[Opening Source data section]

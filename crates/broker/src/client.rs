// SPDX-License-Identifier: BUSL-1.1
// Copyright (c) 2026 Alfred Jean LLC

//! Record produce/consume capability
//!
//! The backend opens one producer or consumer per operation, uses it,
//! and drops it: no pooling, no shared client state. Consumers are
//! always manually assigned to a single partition; they never join a
//! consumer group.

use crate::admin::Admin;
use crate::config::{ConsumerOptions, ProducerOptions};
use std::time::Duration;
use thiserror::Error;

/// Errors from produce/consume calls
#[derive(Debug, Error)]
pub enum ClientError {
    #[error("unknown topic: {0}")]
    UnknownTopic(String),
    #[error("unknown partition {partition} of topic {topic}")]
    UnknownPartition { topic: String, partition: i32 },
    #[error("no partition assigned")]
    Unassigned,
    #[error("transport error: {0}")]
    Transport(String),
}

/// One record on a topic partition.
#[derive(Debug, Clone, PartialEq, Eq)]
pub struct Record {
    pub topic: String,
    pub partition: i32,
    pub key: String,
    pub value: String,
}

/// Produces records to explicit partitions.
pub trait Producer {
    fn send(&mut self, record: Record) -> Result<(), ClientError>;
}

/// Consumes records from one manually assigned partition.
pub trait Consumer {
    /// Assign this consumer exclusively to a topic partition.
    fn assign(&mut self, topic: &str, partition: i32) -> Result<(), ClientError>;

    /// Rewind the assigned partition to its beginning.
    fn seek_to_beginning(&mut self) -> Result<(), ClientError>;

    /// Fetch the next batch, blocking up to `timeout`. An empty batch
    /// means nothing new was available within the timeout.
    fn poll(&mut self, timeout: Duration) -> Result<Vec<Record>, ClientError>;
}

/// A connectable cluster: the factory for the three capabilities.
pub trait Cluster {
    type Admin: Admin;
    type Producer: Producer;
    type Consumer: Consumer;

    fn admin(&self) -> Result<Self::Admin, ClientError>;
    fn producer(&self, options: &ProducerOptions) -> Result<Self::Producer, ClientError>;
    fn consumer(&self, options: &ConsumerOptions) -> Result<Self::Consumer, ClientError>;
}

[Closing Source data section]

### Exercise
Go back to the data above and please quote exactly, and only, the lines from the line with "type Admin: Admin;" through its last line.

### Finished exercise
    type Admin: Admin;
    type Producer: Producer;
    type Consumer: Consumer;

    fn admin(&self) -> Result<Self::Admin, ClientError>;
    fn producer(&self, options: &ProducerOptions) -> Result<Self::Producer, ClientError>;
    fn consumer(&self, options: &ConsumerOptions) -> Result<Self::Consumer, ClientError>;
}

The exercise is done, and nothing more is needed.